Saved entries

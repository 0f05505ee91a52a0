//! PhonePe payment confirmation e-mails saved as HTML.
//!
//! Each mail is one transaction. The bank account is recognised from the
//! masked number printed in the mail.

use std::collections::BTreeMap;
use std::sync::OnceLock;

use anyhow::{bail, Context, Result};
use chrono::NaiveDate;
use regex::Regex;
use rust_decimal::Decimal;

use rupeebean_core::ledger::{Amount, Directive, Posting, Source, Transaction};
use rupeebean_core::parse::{parse_amount, parse_date, DateOrder};

use crate::html::strip_tags;
use crate::importer::{strip_date_prefix, Importer};
use crate::parsers::source_of;
use crate::source::SourceFile;

pub struct PhonePeImporter {
    /// Masked number exactly as printed in the mail, to ledger account.
    accounts: BTreeMap<String, String>,
    add_payee: bool,
}

impl PhonePeImporter {
    pub fn new(accounts: BTreeMap<String, String>) -> Self {
        Self {
            accounts,
            add_payee: true,
        }
    }

    pub fn with_payee(mut self, add_payee: bool) -> Self {
        self.add_payee = add_payee;
        self
    }

    fn transaction(&self, file: &SourceFile) -> Result<Transaction> {
        parse_transaction(
            file.text()?,
            &self.accounts,
            self.add_payee,
            &source_of(file),
            &file.name(),
        )
        .with_context(|| format!("phonepe mail {}", file.name()))
    }
}

macro_rules! static_re {
    ($name:ident, $pattern:expr) => {
        fn $name() -> &'static Regex {
            static RE: OnceLock<Regex> = OnceLock::new();
            RE.get_or_init(|| Regex::new($pattern).expect(concat!("phonepe ", stringify!($name))))
        }
    };
}

// Payee and message are words separated by at most two spaces.
static_re!(payee_re, r"(?:Paid to|Received from)\s*((?:\w+ {1,2})*)");
static_re!(message_re, r"Message\s*:\s*((?:\w+ {1,2})*)");
static_re!(account_re, r"\w+XXXX+\d+");
static_re!(txn_id_re, r"Txn\. ID\s*:\s*(\w+)");
static_re!(status_re, r"Txn\. status\s*:\s*(\w*)");
static_re!(bank_ref_re, r"Bank Ref\. No\.\s*: \s*(\w*)");
static_re!(amount_re, r"₹ *((?:\d+,)*\d+(?:\.\d{2})?)");
static_re!(date_re, r"(\w+) (\d+), (\d{4})");

fn capture<'t>(re: &Regex, text: &'t str) -> Option<&'t str> {
    re.captures(text)
        .and_then(|c| c.get(1))
        .map(|m| m.as_str().trim())
}

fn mail_date(text: &str) -> Result<Option<NaiveDate>> {
    let Some(c) = date_re().captures(text) else {
        return Ok(None);
    };
    let spelled = format!("{} {}, {}", &c[1], &c[2], &c[3]);
    match parse_date(&spelled, DateOrder::DayFirst) {
        Some(date) => Ok(Some(date)),
        None => bail!("could not parse the month from the date {:?}", &c[1]),
    }
}

/// Build the single transaction a PhonePe mail describes.
pub fn parse_transaction(
    html: &str,
    accounts: &BTreeMap<String, String>,
    add_payee: bool,
    source: &Source,
    document: &str,
) -> Result<Transaction> {
    let text = strip_tags(html);
    let sign = if text.contains("Debited from") {
        Decimal::NEGATIVE_ONE
    } else {
        Decimal::ONE
    };

    let date = mail_date(&text)?;
    let amount = match capture(amount_re(), &text) {
        Some(raw) => Some(sign * parse_amount(raw)?),
        None => None,
    };
    let account = match account_re().find(&text) {
        Some(m) => match accounts.get(m.as_str()) {
            Some(account) => Some(account.clone()),
            None => bail!(
                "account {:?} not in the accounts map; known: {:?}",
                m.as_str(),
                accounts.keys().collect::<Vec<_>>()
            ),
        },
        None => None,
    };
    let (Some(date), Some(amount), Some(account)) = (date, amount, account) else {
        bail!("could not find date, amount and account (date {date:?}, amount {amount:?})");
    };

    let status = capture(status_re(), &text).unwrap_or_default();
    if !status.eq_ignore_ascii_case("successful") {
        bail!("transaction status is {status:?}, not successful");
    }

    let narration = capture(message_re(), &text)
        .filter(|m| !m.is_empty())
        .unwrap_or("unknown transaction");
    let payee = capture(payee_re(), &text)
        .filter(|_| add_payee)
        .map(str::to_string);
    let bank_ref = capture(bank_ref_re(), &text)
        .filter(|r| !r.is_empty())
        .unwrap_or("-");

    let mut posting = Posting::new(account, Amount::inr(amount))
        .with_meta("document", document)
        .with_meta("transaction_ref", bank_ref);
    if let Some(id) = capture(txn_id_re(), &text) {
        posting = posting.with_meta("phonepe_txn_id", id);
    }
    Ok(Transaction::new(source.clone(), date, narration)
        .with_payee(payee)
        .with_tag("phonepe")
        .with_posting(posting))
}

impl Importer for PhonePeImporter {
    fn name(&self) -> &str {
        "phonepe"
    }

    fn identify(&self, file: &SourceFile) -> bool {
        file.mime_type() == Some("text/html") && self.transaction(file).is_ok()
    }

    fn extract(&self, file: &SourceFile) -> Result<Vec<Directive>> {
        Ok(vec![self.transaction(file)?.into()])
    }

    fn file_account(&self, file: &SourceFile) -> Result<String> {
        let txn = self.transaction(file)?;
        match txn.postings.into_iter().next() {
            Some(posting) => Ok(posting.account),
            None => bail!("phonepe transaction without a posting"),
        }
    }

    fn file_date(&self, file: &SourceFile) -> Result<Option<NaiveDate>> {
        Ok(Some(self.transaction(file)?.date))
    }

    fn file_name(&self, file: &SourceFile) -> Result<Option<String>> {
        Ok(Some(strip_date_prefix(&file.name())))
    }
}

#[cfg(test)]
mod tests {
    use super::*;
    use crate::parsers::testing::{d, dec};

    const MAIL: &str = "<html><body>\
        <p>Paid to</p>\n<p>Cafe Coffee Day </p>\n\
        <p>&#8377; 1,250.50</p>\n\
        <p>Txn. ID : T2401051234</p>\n\
        <p>Txn. status : Successful</p>\n\
        <p>Jan 05, 2024 </p>\n\
        <p>Debited from</p>\n<p>XXXXXXXXXX56</p>\n\
        <p>Bank Ref. No. : 409912345678</p>\n\
        <p>Message : lunch with team </p>\n\
        </body></html>";

    fn accounts() -> BTreeMap<String, String> {
        BTreeMap::from([("XXXXXXXXXX56".to_string(), "Assets:Savings:Canara".to_string())])
    }

    fn parse(html: &str, add_payee: bool) -> Result<Transaction> {
        parse_transaction(html, &accounts(), add_payee, &Source::new("mail.html", 0), "mail.html")
    }

    #[test]
    fn test_debit_mail() {
        let txn = parse(MAIL, true).unwrap();
        assert_eq!(txn.date, d(2024, 1, 5));
        assert_eq!(txn.narration, "lunch with team");
        assert_eq!(txn.payee.as_deref(), Some("Cafe Coffee Day"));
        assert!(txn.tags.contains("phonepe"));
        let posting = &txn.postings[0];
        assert_eq!(posting.account, "Assets:Savings:Canara");
        assert_eq!(posting.units.as_ref().map(|a| a.number), Some(dec("-1250.50")));
        let keys: Vec<_> = posting.meta.iter().map(|(k, _)| k).collect();
        assert_eq!(keys, vec!["document", "transaction_ref", "phonepe_txn_id"]);
        assert_eq!(posting.meta.get("transaction_ref"), Some("409912345678"));
        assert_eq!(posting.meta.get("phonepe_txn_id"), Some("T2401051234"));
    }

    #[test]
    fn test_payee_can_be_left_out() {
        assert_eq!(parse(MAIL, false).unwrap().payee, None);
    }

    #[test]
    fn test_credit_without_message_or_bank_ref() {
        let html = MAIL
            .replace("Debited from", "Credited to")
            .replace("Paid to", "Received from")
            .replace("<p>Message : lunch with team </p>", "")
            .replace("Bank Ref. No. : 409912345678", "");
        let txn = parse(&html, true).unwrap();
        assert_eq!(txn.postings[0].units.as_ref().map(|a| a.number), Some(dec("1250.50")));
        assert_eq!(txn.narration, "unknown transaction");
        assert_eq!(txn.postings[0].meta.get("transaction_ref"), Some("-"));
    }

    #[test]
    fn test_unknown_account_and_failed_status_are_errors() {
        let unknown = MAIL.replace("XXXXXXXXXX56", "XXXXXX9927");
        assert!(parse(&unknown, true).unwrap_err().to_string().contains("XXXXXX9927"));
        let failed = MAIL.replace("Successful", "Failed");
        assert!(parse(&failed, true).is_err());
    }

    #[test]
    fn test_importer_on_saved_mail() {
        let dir = tempfile::tempdir().unwrap();
        let path = dir.path().join("2024-01-05.phonepe.html");
        std::fs::write(&path, MAIL).unwrap();
        let file = SourceFile::new(path.clone());
        let imp = PhonePeImporter::new(accounts());
        assert!(imp.identify(&file));
        assert_eq!(imp.file_account(&file).unwrap(), "Assets:Savings:Canara");
        assert_eq!(imp.file_date(&file).unwrap(), Some(d(2024, 1, 5)));
        assert_eq!(imp.file_name(&file).unwrap().as_deref(), Some("phonepe.html"));
        assert_eq!(imp.extract(&file).unwrap().len(), 1);

        let txt = dir.path().join("mail.txt");
        std::fs::write(&txt, MAIL).unwrap();
        assert!(!imp.identify(&SourceFile::new(txt)));
    }
}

### PROBLEM TO SOLVE
Looking at the records above, return exactly the lines from the line with "fn capture<'t>(re: &Regex, text: &'t" to the line with "let amount = match", both ends included.

### ANSWER BELOW
fn capture<'t>(re: &Regex, text: &'t str) -> Option<&'t str> {
    re.captures(text)
        .and_then(|c| c.get(1))
        .map(|m| m.as_str().trim())
}

fn mail_date(text: &str) -> Result<Option<NaiveDate>> {
    let Some(c) = date_re().captures(text) else {
        return Ok(None);
    };
    let spelled = format!("{} {}, {}", &c[1], &c[2], &c[3]);
    match parse_date(&spelled, DateOrder::DayFirst) {
        Some(date) => Ok(Some(date)),
        None => bail!("could not parse the month from the date {:?}", &c[1]),
    }
}

/// Build the single transaction a PhonePe mail describes.
pub fn parse_transaction(
    html: &str,
    accounts: &BTreeMap<String, String>,
    add_payee: bool,
    source: &Source,
    document: &str,
) -> Result<Transaction> {
    let text = strip_tags(html);
    let sign = if text.contains("Debited from") {
        Decimal::NEGATIVE_ONE
    } else {
        Decimal::ONE
    };

    let date = mail_date(&text)?;
    let amount = match capture(amount_re(), &text) {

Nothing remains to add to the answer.